I appreciate knowing what I can look forward to when I’m married.
Love it.
I love it!! I think men will do almost anything if you ask nicely/whine enough.
I do that sometimes too. Think about weird shit. And then I feel guilty. And then I think about feeling guilty, and what guilt actually IS…
You see the problem.
You’re awesome and I enjoy this post very much… lol
HA. This one really gave me a good laugh.
Wow! This is so romantic. At least you waited until after sex and didn’t use sex as a reward for getting the TP. Maybe next time change the order – first TP, then sex.
Hahaha, at least you kinda stopped thinking about it for a little bit, right?
Haha! I love this story, that’s hilarious!
Hopefully he was able to get you back on track for a while, meaning your brain was occupied with things other than TP. But I would probably have been right there with you in the concern. There’s nothing worse than realizing there’s no toilet paper AFTER you’ve used the bathroom.
Hilarious, partly because I could see myself doing the same thing.

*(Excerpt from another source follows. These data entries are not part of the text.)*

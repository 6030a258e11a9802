//! OpenAI-compatible clients for query translation and text embeddings
//!
//! Both speak the public REST API (`/chat/completions`, `/embeddings`), so
//! any compatible endpoint can be targeted through `base_url`.

use crate::params::Params;
use crate::template::ParamSpec;
use crate::translator::{describe_params, Translator};
use async_trait::async_trait;
use reqwest::Client;
use serde::Deserialize;
use serde_json::{json, Value};
use staysearch_core::{Embedder, Error, Result, Vector};
use std::fmt;
use std::time::Duration;
use tracing::debug;

pub const DEFAULT_BASE_URL: &str = "https://api.openai.com/v1";
pub const DEFAULT_CHAT_MODEL: &str = "gpt-4o";

#[derive(Clone)]
pub struct OpenAiConfig {
    pub api_key: String,
    pub model: String,
    pub base_url: String,
    pub timeout: Duration,
}

impl fmt::Debug for OpenAiConfig {
    fn fmt(&self, f: &mut fmt::Formatter<'_>) -> fmt::Result {
        f.debug_struct("OpenAiConfig")
            .field("api_key", &"***")
            .field("model", &self.model)
            .field("base_url", &self.base_url)
            .field("timeout", &self.timeout)
            .finish()
    }
}

impl OpenAiConfig {
    pub fn new(api_key: impl Into<String>, model: impl Into<String>) -> Self {
        Self {
            api_key: api_key.into(),
            model: model.into(),
            base_url: DEFAULT_BASE_URL.to_string(),
            timeout: Duration::from_secs(30),
        }
    }

    #[must_use]
    pub fn with_base_url(mut self, base_url: impl Into<String>) -> Self {
        self.base_url = base_url.into().trim_end_matches('/').to_string();
        self
    }

    #[must_use]
    pub fn with_timeout(mut self, timeout: Duration) -> Self {
        self.timeout = timeout;
        self
    }

    fn client(&self) -> std::result::Result<Client, reqwest::Error> {
        Client::builder().timeout(self.timeout).build()
    }
}

#[derive(Deserialize)]
struct ChatResponse {
    choices: Vec<ChatChoice>,
}

#[derive(Deserialize)]
struct ChatChoice {
    message: ChatMessage,
}

#[derive(Deserialize)]
struct ChatMessage {
    content: Option<String>,
}

#[derive(Deserialize)]
struct EmbeddingResponse {
    data: Vec<EmbeddingData>,
}

#[derive(Deserialize)]
struct EmbeddingData {
    embedding: Vec<f32>,
}

/// Chat-completion translator returning a JSON object of parameter values
pub struct OpenAiTranslator {
    client: Client,
    config: OpenAiConfig,
}

impl OpenAiTranslator {
    pub fn new(config: OpenAiConfig) -> Result<Self> {
        let client = config
            .client()
            .map_err(|e| Error::InvalidConfig(format!("translator http client: {}", e)))?;
        Ok(Self { client, config })
    }

    fn system_prompt(params: &[ParamSpec]) -> String {
        format!(
            "You turn a search request for accommodation listings into query parameters.\n\
             Reply with a single JSON object. Use only these keys, and leave out any \
             parameter the request does not mention. Each piece of the request belongs \
             to exactly one parameter.\n{}",
            describe_params(params)
        )
    }
}

#[async_trait]
impl Translator for OpenAiTranslator {
    async fn translate(&self, text: &str, params: &[ParamSpec]) -> Result<Params> {
        let body = json!({
            "model": self.config.model,
            "temperature": 0,
            "response_format": { "type": "json_object" },
            "messages": [
                { "role": "system", "content": Self::system_prompt(params) },
                { "role": "user", "content": text },
            ],
        });

        let response = self
            .client
            .post(format!("{}/chat/completions", self.config.base_url))
            .bearer_auth(&self.config.api_key)
            .json(&body)
            .send()
            .await
            .map_err(|e| Error::TranslationFailed(format!("request failed: {}", e)))?;
        if !response.status().is_success() {
            return Err(Error::TranslationFailed(format!(
                "translator returned {}",
                response.status()
            )));
        }

        let chat: ChatResponse = response
            .json()
            .await
            .map_err(|e| Error::TranslationFailed(format!("malformed response: {}", e)))?;
        let content = chat
            .choices
            .into_iter()
            .next()
            .and_then(|c| c.message.content)
            .ok_or_else(|| Error::TranslationFailed("empty completion".to_string()))?;

        match serde_json::from_str::<Value>(&content) {
            Ok(Value::Object(map)) => {
                debug!("Translated natural query into {} params", map.len());
                Ok(map)
            }
            _ => Err(Error::TranslationFailed(
                "completion is not a JSON object".to_string(),
            )),
        }
    }
}

/// Embeddings endpoint client. The model identity requested by the text
/// space is forwarded as-is.
pub struct OpenAiEmbedder {
    client: Client,
    config: OpenAiConfig,
}

impl OpenAiEmbedder {
    pub fn new(config: OpenAiConfig) -> Result<Self> {
        let client = config
            .client()
            .map_err(|e| Error::InvalidConfig(format!("embedding http client: {}", e)))?;
        Ok(Self { client, config })
    }
}

#[async_trait]
impl Embedder for OpenAiEmbedder {
    async fn embed(&self, text: &str, model: &str) -> Result<Vector> {
        let response = self
            .client
            .post(format!("{}/embeddings", self.config.base_url))
            .bearer_auth(&self.config.api_key)
            .json(&json!({ "model": model, "input": text }))
            .send()
            .await
            .map_err(|e| Error::EmbeddingUnavailable(format!("request failed: {}", e)))?;
        if !response.status().is_success() {
            return Err(Error::EmbeddingUnavailable(format!(
                "embedding provider returned {}",
                response.status()
            )));
        }
        let parsed: EmbeddingResponse = response
            .json()
            .await
            .map_err(|e| Error::EmbeddingUnavailable(format!("malformed response: {}", e)))?;
        parsed
            .data
            .into_iter()
            .next()
            .map(|d| Vector::new(d.embedding))
            .ok_or_else(|| Error::EmbeddingUnavailable("no embedding returned".to_string()))
    }
}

I do this all. the. time. I’m like Bree from Desperate Housewives. And I’m 21. Seriously, I have too much stress in my life…
hahahaaaaaaaaaa!!! Clearly, I’m catching up on your blog. I. Loved. This. Post. It made me laugh really hard!
[...] two nights a week to see each other. So there we are, being intimate together and instead of me thinking about toilet paper, the bed [...]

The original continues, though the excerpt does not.